At least 118 deaths have been certified in Orissa over three months, but other sources push the number up to as high as 500. And then there are the hundreds of people injured, the churches destroyed, the thousands of homes burned down, the tens of thousands of refugees.
Hemmed in by the two forms of aggressive fundamentalism, Muslim and Hindu, the "little flock" of Christianity in India is distinguishing itself by its refusal to resort to violence. It is calling for the use of force by the constitutional authority, but this is failing in its duty to exercise it.
The international community is providing only weak and sporadic support. Not even the Christians around the world are strong in solidarity toward victims who share the same faith, whether in India or in other regions of the globe. On Thursday, November 27, during the same hours when Mumbai was under attack, Benedict XVI issued a new appeal for the release of two missionary sisters kidnapped two weeks earlier by Muslim gangs between Kenya and Somalia. Also during those same hours, in Cairo, ten thousand Muslims attacked, with impunity, a church full of Coptic Christians in prayer, whose offense was that they had opened a new house of worship.
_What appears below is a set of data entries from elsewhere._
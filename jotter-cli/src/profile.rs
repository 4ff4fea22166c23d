use colored::Colorize;
use jotter_lib::{ProfileSession, Store, credentials};
use sysexits::ExitCode;

use crate::{fail, refuse};

#[derive(clap::Subcommand, Debug, Clone)]
pub enum Command {
    /// List profiles
    List,
    /// Create a new profile, using the global password
    Create {
        name: String,
        /// Repeat the password
        #[arg(long)]
        confirm: String,
    },
}

pub fn handle(store: &Store, password: Option<&str>, cmd: &Command) -> ExitCode {
    match cmd {
        Command::List => match store.list_profiles() {
            Ok(profiles) => {
                for profile in profiles {
                    println!("{}", profile.name());
                }
                ExitCode::Ok
            }
            Err(err) => fail(&err),
        },
        Command::Create { name, confirm } => {
            let password = password.unwrap_or_default();
            if let Err(err) = credentials::validate_signup(name, password, confirm) {
                return refuse(&err.to_string(), ExitCode::Usage);
            }

            match store.create_profile(name, password) {
                Ok(true) => {
                    println!("Created profile {}", name.bold());
                    ExitCode::Ok
                }
                Ok(false) => refuse("Name already exists.", ExitCode::CantCreat),
                Err(err) => fail(&err),
            }
        }
    }
}

/// Authenticate against the store and bind a fresh session to the profile.
pub fn login(
    store: &Store,
    name: Option<&str>,
    password: Option<&str>,
) -> Result<ProfileSession, ExitCode> {
    let Some(name) = name else {
        return Err(refuse("No profile given, pass --profile", ExitCode::Usage));
    };

    let profile = match store.read_profile(name) {
        Ok(Some(profile)) => profile,
        Ok(None) => return Err(refuse(&format!("No profile named {name}"), ExitCode::NoUser)),
        Err(err) => return Err(fail(&err)),
    };

    if let Err(err) = credentials::check_login(&profile, password.unwrap_or_default()) {
        return Err(refuse(&err.to_string(), ExitCode::NoPerm));
    }

    let mut session = ProfileSession::new(store.clone());
    session.init(profile.name(), profile.password(), profile.created_at());

    Ok(session)
}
Striking at the heart of Mumbai, its luxury hotels, its Western clientele, the Muslim attack gained extensive coverage in the media all over the world. Among the victims there were American, English, and Jewish, and this was enough to send a shock wave through international geopolitics. But it does not justify ignoring the daily interreligious violence that is bloodying the Indian continent, and that will probably escalate in the near future with new clashes between Muslims and Hindus.
The persecution impacting the Christians in India is not a purely local phenomenon. Some of the factors generating it are exclusive to a society divided by caste. But the case of India is a reflection of much more general fractures that divide the entire world along fault lines that are in part religious.
It is enough to consider how different and conflicting the idea of martyrdom can be: the pure gift of life for some, a weapon of brutal murder for others. In this tormented global landscape, the Christians in India are peaceful, mistreated victims.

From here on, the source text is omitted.